:: Source material

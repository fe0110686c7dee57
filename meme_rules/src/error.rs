//! Error taxonomy for configuration loading.
//!
//! Neither kind is fatal.  A [`ConfigError`] means the whole document is
//! unusable and the catalog falls back to empty; a [`ValidationError`] drops
//! only the offending entry.

use std::path::PathBuf;

use thiserror::Error;

#[derive(Debug, Error)]
pub enum ConfigError {
    #[error("config file not found: {}", .0.display())]
    NotFound(PathBuf),

    #[error("cannot read config {}: {source}", .path.display())]
    Read {
        path:   PathBuf,
        #[source]
        source: std::io::Error,
    },

    #[error("cannot parse config {}: {source}", .path.display())]
    Parse {
        path:   PathBuf,
        #[source]
        source: serde_json::Error,
    },

    #[error("config has no `memes` list")]
    Shape,
}

#[derive(Debug, Clone, PartialEq, Eq, Error)]
pub enum ValidationError {
    #[error("entry #{index} is malformed: {reason}")]
    MalformedEntry { index: usize, reason: String },

    #[error("entry #{index} has no name")]
    MissingName { index: usize },

    #[error("meme `{name}` has no triggers")]
    MissingTrigger { name: String },

    #[error("meme `{name}` duplicates an earlier definition")]
    DuplicateName { name: String },

    #[error("meme `{name}`: unrecognized trigger keys {keys:?}")]
    UnrecognizedTrigger { name: String, keys: Vec<String> },

    #[error("meme `{name}`: ambiguous trigger, found {keys:?}")]
    AmbiguousTrigger { name: String, keys: Vec<String> },

    #[error("meme `{name}`: malformed `{key}` trigger: {reason}")]
    MalformedTrigger { name: String, key: String, reason: String },

    #[error("meme `{name}`: `{key}` names no features")]
    EmptyFeatureSet { name: String, key: String },

    #[error("meme `{name}`: unknown operator `{op}` on `{feature}`")]
    UnknownOperator { name: String, feature: String, op: String },
}

impl ValidationError {
    /// Name of the rejected entry, if it had one.
    pub fn meme_name(&self) -> Option<&str> {
        match self {
            ValidationError::MalformedEntry { .. }
            | ValidationError::MissingName { .. } => None,
            ValidationError::MissingTrigger { name }
            | ValidationError::DuplicateName { name }
            | ValidationError::UnrecognizedTrigger { name, .. }
            | ValidationError::AmbiguousTrigger { name, .. }
            | ValidationError::MalformedTrigger { name, .. }
            | ValidationError::EmptyFeatureSet { name, .. }
            | ValidationError::UnknownOperator { name, .. } => Some(name),
        }
    }
}
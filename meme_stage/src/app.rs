//! Top-level application state machine.
//!
//! `AppState` owns the feature extractor, the rule matcher, the lifecycle
//! coordinator and both intent sinks.  Each landmark frame runs
//! extract → match → transition → dispatch exactly once.

use std::path::PathBuf;
use std::sync::mpsc::{self, TryRecvError};
use std::sync::Arc;
use std::thread;
use std::time::{Duration, Instant};

use gesture_features::{FeatureExtractor, FeatureMap, Frame};
use meme_rules::{AssetDirs, MemeDefinition, RuleMatcher};
use tracing::{debug, info, warn};

use crate::audio::{SoundBackend, SoundPlayer};
use crate::error::StageError;
use crate::lifecycle::{dispatch, Intent, LifecycleCoordinator};
use crate::overlay::Overlay;
use crate::source::{spawn_landmark_source, ReplaySource, SimLandmarkSource, SIM_FRAME};
use crate::visualizer::{FpsCounter, StageView, Visualizer};

// ════════════════════════════════════════════════════════════════════════════
// AppConfig
// ════════════════════════════════════════════════════════════════════════════

/// Configuration for the full application.
#[derive(Clone, Debug)]
pub struct AppConfig {
    /// Meme definition document.
    pub config_path:    PathBuf,
    pub assets:         AssetDirs,
    /// Recorded frames to play instead of the keyboard simulator.
    pub replay:         Option<PathBuf>,
    /// No window; requires `replay`.
    pub headless:       bool,
    pub sound:          SoundBackend,
    pub show_landmarks: bool,
    /// Replay pacing.  `None` paces windowed replay at the simulator rate
    /// and runs headless replay flat out.
    pub frame_interval: Option<Duration>,
    /// Where `S` saves screenshots.
    pub screenshot_dir: PathBuf,
}

impl Default for AppConfig {
    fn default() -> Self {
        AppConfig {
            config_path:    PathBuf::from("config/memes.json"),
            assets:         AssetDirs::default(),
            replay:         None,
            headless:       false,
            sound:          SoundBackend::preferred(),
            show_landmarks: true,
            frame_interval: None,
            screenshot_dir: PathBuf::from("screenshots"),
        }
    }
}

// ════════════════════════════════════════════════════════════════════════════
// AppState
// ════════════════════════════════════════════════════════════════════════════

pub struct AppState {
    // ── per-frame pipeline ───────────────────────────────────────────────
    extractor: FeatureExtractor,
    matcher:   RuleMatcher,
    lifecycle: LifecycleCoordinator,

    // ── intent sinks ─────────────────────────────────────────────────────
    audio:     SoundPlayer,
    overlay:   Overlay,

    // ── diagnostics ──────────────────────────────────────────────────────
    features:  FeatureMap,
    frames:    u64,
    /// Last thing the sound thread reported.
    sound_status: Option<String>,
}

impl AppState {
    pub fn new(matcher: RuleMatcher, sound: SoundBackend) -> Self {
        let thresholds = matcher.snapshot().thresholds.clone();
        AppState {
            extractor: FeatureExtractor::new(thresholds),
            matcher,
            lifecycle: LifecycleCoordinator::new(),
            audio:     SoundPlayer::spawn(sound),
            overlay:   Overlay::new(),
            features:  FeatureMap::new(),
            frames:    0,
            sound_status: None,
        }
    }

    pub fn from_config(cfg: &AppConfig) -> Self {
        let matcher = RuleMatcher::from_path(&cfg.config_path, cfg.assets.clone());
        AppState::new(matcher, cfg.sound)
    }

    // ── process one landmark frame ───────────────────────────────────────

    pub fn process_frame(&mut self, frame: &Frame) -> Vec<Intent> {
        let features = self.extractor.extract(frame);
        let matched = self.matcher.matches(&features);
        let intents = self.lifecycle.transition(matched);

        dispatch(&intents, &mut [&mut self.audio, &mut self.overlay]);

        self.frames += 1;
        debug!(frame = self.frames, features = features.len(), intents = intents.len(), "frame processed");
        self.features = features;
        intents
    }

    /// Re-read the meme configuration.  The extractor is rebuilt only when
    /// the thresholds changed, so stillness history survives a plain edit.
    pub fn reload(&mut self) -> usize {
        let count = self.matcher.reload();
        let snapshot = self.matcher.snapshot();
        let thresholds = &snapshot.thresholds;
        if thresholds != self.extractor.thresholds() {
            info!("thresholds changed, resetting feature extractor");
            self.extractor = FeatureExtractor::new(thresholds.clone());
        }
        self.overlay.invalidate_images();
        info!(memes = count, generation = self.matcher.generation(), "configuration reloaded");
        count
    }

    /// Per-frame step, independent of landmark input: advance the overlay
    /// fade and collect what the sound thread did since the last tick.
    pub fn tick(&mut self) {
        self.overlay.tick();
        if let Some(last) = self.audio.drain_events().last() {
            self.sound_status = Some(last.to_string());
        }
    }

    /// Deactivate whatever is showing and stop the sound thread.
    pub fn shutdown(&mut self) {
        let intents = self.lifecycle.clear();
        dispatch(&intents, &mut [&mut self.audio, &mut self.overlay]);
        self.audio.shutdown();
    }

    // ── Accessors for the render loop ─────────────────────────────────────

    pub fn features(&self)    -> &FeatureMap  { &self.features }
    pub fn active(&self)      -> Option<&Arc<MemeDefinition>> { self.lifecycle.current() }
    pub fn matcher(&self)     -> &RuleMatcher { &self.matcher }
    pub fn overlay_mut(&mut self) -> &mut Overlay { &mut self.overlay }
    pub fn frames(&self)      -> u64          { self.frames }
    pub fn sound_status(&self) -> Option<&str> { self.sound_status.as_deref() }
    pub fn activations(&self) -> u64          { self.lifecycle.activations() }
}

// ════════════════════════════════════════════════════════════════════════════
// run(): the windowed application loop
// ════════════════════════════════════════════════════════════════════════════

/// Run the full application.
///
/// Opens the stage window, starts the landmark source (replay when a file is
/// given, keyboard simulation otherwise) and drives the event/render loop.
pub fn run(cfg: AppConfig) -> Result<(), StageError> {
    if cfg.headless {
        return run_headless(&cfg).map(|_| ());
    }

    let mut app = AppState::from_config(&cfg);

    // ── Landmark source ──────────────────────────────────────────────────
    let (sim_tx, frame_rx, source_label) = match &cfg.replay {
        Some(path) => {
            let pace = cfg.frame_interval.or(Some(SIM_FRAME));
            let source = ReplaySource::open(path, pace)?;
            (None, spawn_landmark_source(source), format!("replay {}", path.display()))
        }
        None => {
            let (tx, rx) = mpsc::channel();
            (Some(tx), spawn_landmark_source(SimLandmarkSource::new(rx)), "simulation".to_string())
        }
    };

    let mut vis = Visualizer::new(sim_tx)?;
    let mut fps = FpsCounter::default();
    let mut last = Frame::default();
    let mut source_open = true;

    // ── Main loop ─────────────────────────────────────────────────────────
    while vis.is_open() {
        // 1. Window input
        let input = vis.poll_input();
        if input.quit { break; }
        if input.reload { app.reload(); }

        // 2. Drain landmark frames
        while source_open {
            match frame_rx.try_recv() {
                Ok(frame) => {
                    app.process_frame(&frame);
                    fps.tick(Instant::now());
                    last = frame;
                }
                Err(TryRecvError::Empty) => break,
                Err(TryRecvError::Disconnected) => {
                    info!("landmark source finished");
                    source_open = false;
                }
            }
        }

        // 3. Per-frame logic
        app.tick();
        if input.screenshot {
            // the previous frame is still in the canvas
            if let Err(e) = vis.screenshot(&cfg.screenshot_dir) {
                warn!(error = %e, "screenshot failed");
            }
        }

        // 4. Render
        let features = app.features().clone();
        let active = app.active().map(|m| m.name.clone());
        let detail = match app.sound_status() {
            Some(sound) => format!("{source_label}  {sound}"),
            None        => source_label.clone(),
        };
        let view = StageView {
            frame:          &last,
            features:       &features,
            active:         active.as_deref(),
            fps:            fps.fps(),
            detail:         &detail,
            show_landmarks: cfg.show_landmarks,
        };
        vis.render(&view, app.overlay_mut())?;
    }

    app.shutdown();
    info!(frames = app.frames(), activations = app.activations(), "stage closed");
    Ok(())
}
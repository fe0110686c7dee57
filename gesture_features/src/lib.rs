//! # gesture_features
//!
//! Turns one frame of raw detector output (a body pose, up to two hands with
//! handedness labels, and a face mesh) into a [`FeatureMap`] of named gesture
//! signals.  All coordinates are normalized to `[0, 1]` with `y` growing
//! downward, exactly as the upstream detector reports them.
//!
//! ## Features
//!
//! | Feature | Source | Value |
//! |---|---|---|
//! | `hand_raised_left` / `hand_raised_right` | hand wrist above mid-frame | flag |
//! | `peace_sign` | index + middle extended, ring + pinky curled | flag |
//! | `pointing` | index extended, the rest curled | flag |
//! | `open_palm_left` / `open_palm_right` | ≥ 3 of 4 fingers extended | flag |
//! | `salute` | right wrist near right eye | flag |
//! | `arms_crossed` | each wrist over the opposite shoulder | flag |
//! | `tpose` | both arms level and extended | flag |
//! | `face_stillness` | inverse positional variance over recent frames | level in `[0, 1]` |
//! | `eyes_wide` | right eyelid gap | flag |
//!
//! Flag features are only inserted when their test passes, so an absent key
//! means "not detected".  `face_stillness` and `eyes_wide` are always present
//! while a face is visible.
//!
//! ## Quick start
//!
//! ```rust
//! use gesture_features::{FeatureExtractor, Frame};
//! use gesture_features::synthetic::{HandShape, hand, neutral_pose};
//!
//! let frame = Frame {
//!     pose:        Some(neutral_pose()),
//!     hands:       vec![hand(HandShape::Peace, 0.3, 0.3)],
//!     hand_labels: vec!["Right".to_string()],
//!     face:        None,
//! };
//!
//! let mut extractor = FeatureExtractor::default();
//! let features = extractor.extract(&frame);
//! assert!(features.is_truthy("peace_sign"));
//! assert!(features.is_truthy("hand_raised_right"));
//! ```

pub mod landmark;
pub mod features;
pub mod geometry;
pub mod stillness;
pub mod extractor;
pub mod synthetic;

pub use extractor::{FeatureExtractor, Thresholds};
pub use features::{FeatureMap, FeatureValue};
pub use landmark::{Frame, Handedness, Landmark, PoseLandmark};
//! The per-frame feature map.

use std::collections::BTreeMap;
use std::fmt;

use serde::Serialize;

/// Value of one derived feature.
#[derive(Clone, Copy, Debug, PartialEq, Serialize)]
#[serde(untagged)]
pub enum FeatureValue {
    Flag(bool),
    Level(f32),
}

impl FeatureValue {
    /// Truthiness used by the single/all/any rule forms.
    pub fn is_truthy(self) -> bool {
        match self {
            FeatureValue::Flag(b)  => b,
            FeatureValue::Level(x) => x != 0.0,
        }
    }

    /// Numeric view used by threshold comparisons (`true` = 1, `false` = 0).
    pub fn as_f32(self) -> f32 {
        match self {
            FeatureValue::Flag(true)  => 1.0,
            FeatureValue::Flag(false) => 0.0,
            FeatureValue::Level(x)    => x,
        }
    }
}

impl From<bool> for FeatureValue {
    fn from(b: bool) -> Self { FeatureValue::Flag(b) }
}

impl From<f32> for FeatureValue {
    fn from(x: f32) -> Self { FeatureValue::Level(x) }
}

impl fmt::Display for FeatureValue {
    fn fmt(&self, f: &mut fmt::Formatter<'_>) -> fmt::Result {
        match self {
            FeatureValue::Flag(b)  => write!(f, "{b}"),
            FeatureValue::Level(x) => write!(f, "{x:.2}"),
        }
    }
}

/// Feature name → value for one frame.  Built fresh every frame.
///
/// An absent key means "not detected", which is distinct from `Flag(false)`.
#[derive(Clone, Debug, Default, PartialEq, Serialize)]
#[serde(transparent)]
pub struct FeatureMap {
    values: BTreeMap<String, FeatureValue>,
}

impl FeatureMap {
    pub fn new() -> Self { Self::default() }

    pub fn insert(&mut self, name: impl Into<String>, value: impl Into<FeatureValue>) {
        self.values.insert(name.into(), value.into());
    }

    /// Insert `true` under `name` only when `detected` holds.
    pub fn set_if(&mut self, name: impl Into<String>, detected: bool) {
        if detected {
            self.insert(name, true);
        }
    }

    pub fn get(&self, name: &str) -> Option<FeatureValue> {
        self.values.get(name).copied()
    }

    /// Present and truthy.
    pub fn is_truthy(&self, name: &str) -> bool {
        self.get(name).is_some_and(FeatureValue::is_truthy)
    }

    pub fn is_empty(&self) -> bool { self.values.is_empty() }
    pub fn len(&self)      -> usize { self.values.len() }

    /// Entries in name order.
    pub fn iter(&self) -> impl Iterator<Item = (&str, FeatureValue)> {
        self.values.iter().map(|(k, v)| (k.as_str(), *v))
    }
}

impl<K: Into<String>, V: Into<FeatureValue>> FromIterator<(K, V)> for FeatureMap {
    fn from_iter<I: IntoIterator<Item = (K, V)>>(iter: I) -> Self {
        let mut map = FeatureMap::new();
        for (k, v) in iter {
            map.insert(k, v);
        }
        map
    }
}

#[cfg(test)]
mod tests {
    use super::*;

    #[test]
    fn absent_is_not_truthy() {
        let map = FeatureMap::new();
        assert!(!map.is_truthy("peace_sign"));
        assert!(map.get("peace_sign").is_none());
    }

    #[test]
    fn false_flag_is_present_but_not_truthy() {
        let map: FeatureMap = [("eyes_wide", false)].into_iter().collect();
        assert_eq!(map.get("eyes_wide"), Some(FeatureValue::Flag(false)));
        assert!(!map.is_truthy("eyes_wide"));
    }

    #[test]
    fn zero_level_is_falsy() {
        let mut map = FeatureMap::new();
        map.insert("face_stillness", 0.0_f32);
        assert!(!map.is_truthy("face_stillness"));
        map.insert("face_stillness", 0.8_f32);
        assert!(map.is_truthy("face_stillness"));
    }

    #[test]
    fn set_if_only_inserts_detections() {
        let mut map = FeatureMap::new();
        map.set_if("tpose", false);
        map.set_if("salute", true);
        assert_eq!(map.len(), 1);
        assert!(map.is_truthy("salute"));
    }

    #[test]
    fn serializes_untagged() {
        let mut map = FeatureMap::new();
        map.insert("pointing", true);
        map.insert("face_stillness", 0.5_f32);
        let json = serde_json::to_string(&map).unwrap();
        assert_eq!(json, r#"{"face_stillness":0.5,"pointing":true}"#);
    }

    #[test]
    fn flag_coerces_to_number() {
        assert_eq!(FeatureValue::Flag(true).as_f32(), 1.0);
        assert_eq!(FeatureValue::Flag(false).as_f32(), 0.0);
    }
}
//! Rule matcher: the first satisfied definition wins.
//!
//! The definition list lives in an immutable [`Catalog`] snapshot behind an
//! `RwLock<Arc<_>>`.  A match clones the `Arc` and evaluates without holding
//! the lock, so a concurrent [`RuleMatcher::reload`] is seen either entirely
//! or not at all.

use std::path::{Path, PathBuf};
use std::sync::Arc;

use gesture_features::{FeatureMap, Thresholds};
use parking_lot::{Mutex, RwLock};
use tracing::{debug, info};

use crate::config::{self, AssetDirs, LoadReport};
use crate::definition::MemeDefinition;

// ════════════════════════════════════════════════════════════════════════════
// Catalog
// ════════════════════════════════════════════════════════════════════════════

/// One loaded generation of meme definitions, in evaluation order.
#[derive(Debug, Default)]
pub struct Catalog {
    pub definitions: Vec<Arc<MemeDefinition>>,
    pub thresholds:  Thresholds,
    /// Incremented on every swap.
    pub generation:  u64,
}

impl Catalog {
    /// First definition whose trigger holds.  Empty features match nothing.
    pub fn first_match(&self, features: &FeatureMap) -> Option<&Arc<MemeDefinition>> {
        if features.is_empty() {
            return None;
        }
        self.definitions.iter().find(|d| d.trigger.evaluate(features))
    }

    pub fn len(&self) -> usize { self.definitions.len() }
    pub fn is_empty(&self) -> bool { self.definitions.is_empty() }
}

// ════════════════════════════════════════════════════════════════════════════
// RuleMatcher
// ════════════════════════════════════════════════════════════════════════════

/// Where reloads read definitions from.
#[derive(Clone, Debug)]
struct Source {
    path:   PathBuf,
    assets: AssetDirs,
}

#[derive(Debug)]
pub struct RuleMatcher {
    source:       Option<Source>,
    catalog:      RwLock<Arc<Catalog>>,
    /// Diagnostics only; never consulted when deciding a match.
    last_matched: Mutex<Option<Arc<MemeDefinition>>>,
}

impl RuleMatcher {
    /// A matcher over a fixed list, with no file to reload from.
    pub fn from_definitions(definitions: Vec<MemeDefinition>) -> Self {
        let catalog = Catalog {
            definitions: definitions.into_iter().map(Arc::new).collect(),
            ..Catalog::default()
        };
        RuleMatcher {
            source:       None,
            catalog:      RwLock::new(Arc::new(catalog)),
            last_matched: Mutex::new(None),
        }
    }

    /// Load from a configuration file.  A missing or unparsable file gives an
    /// empty matcher; `reload` can pick the file up later.
    pub fn from_path(path: impl Into<PathBuf>, assets: AssetDirs) -> Self {
        let source = Source { path: path.into(), assets };
        let report = config::load(&source.path, &source.assets);
        let matcher = RuleMatcher {
            source:       Some(source),
            catalog:      RwLock::new(Arc::new(Catalog::default())),
            last_matched: Mutex::new(None),
        };
        matcher.install(report);
        matcher
    }

    /// Evaluate the current snapshot against `features`.
    pub fn matches(&self, features: &FeatureMap) -> Option<Arc<MemeDefinition>> {
        let catalog = self.snapshot();
        let found = catalog.first_match(features).cloned();
        if let Some(def) = &found {
            debug!(meme = %def.name, trigger = %def.trigger, "rule matched");
            *self.last_matched.lock() = Some(Arc::clone(def));
        }
        found
    }

    /// Re-read the source file and swap the catalog in one step.  Returns the
    /// new definition count.  Without a source this is a no-op.
    pub fn reload(&self) -> usize {
        let Some(source) = &self.source else {
            return self.snapshot().len();
        };
        info!(path = %source.path.display(), "reloading meme config");
        let report = config::load(&source.path, &source.assets);
        self.install(report)
    }

    /// Build the next catalog from `report` and publish it.
    fn install(&self, report: LoadReport) -> usize {
        let mut slot = self.catalog.write();
        let next = Catalog {
            definitions: report.definitions,
            thresholds:  report.thresholds,
            generation:  slot.generation + 1,
        };
        let count = next.len();
        *slot = Arc::new(next);
        count
    }

    /// The current catalog.  Stays valid across later reloads.
    pub fn snapshot(&self) -> Arc<Catalog> {
        Arc::clone(&self.catalog.read())
    }

    /// Number of catalog swaps so far; `1` after loading from a file.
    pub fn generation(&self) -> u64 {
        self.catalog.read().generation
    }

    pub fn last_matched(&self) -> Option<Arc<MemeDefinition>> {
        self.last_matched.lock().clone()
    }

    pub fn source_path(&self) -> Option<&Path> {
        self.source.as_ref().map(|s| s.path.as_path())
    }
}

// ════════════════════════════════════════════════════════════════════════════
// Tests
// ════════════════════════════════════════════════════════════════════════════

::::

- [What the task asks]: Every line above that holds the string "SoundPlayer" should be copied into the answer.

- [Reply to the exercise]:
use crate::audio::{SoundBackend, SoundPlayer};
    audio:     SoundPlayer,
            audio:     SoundPlayer::spawn(sound),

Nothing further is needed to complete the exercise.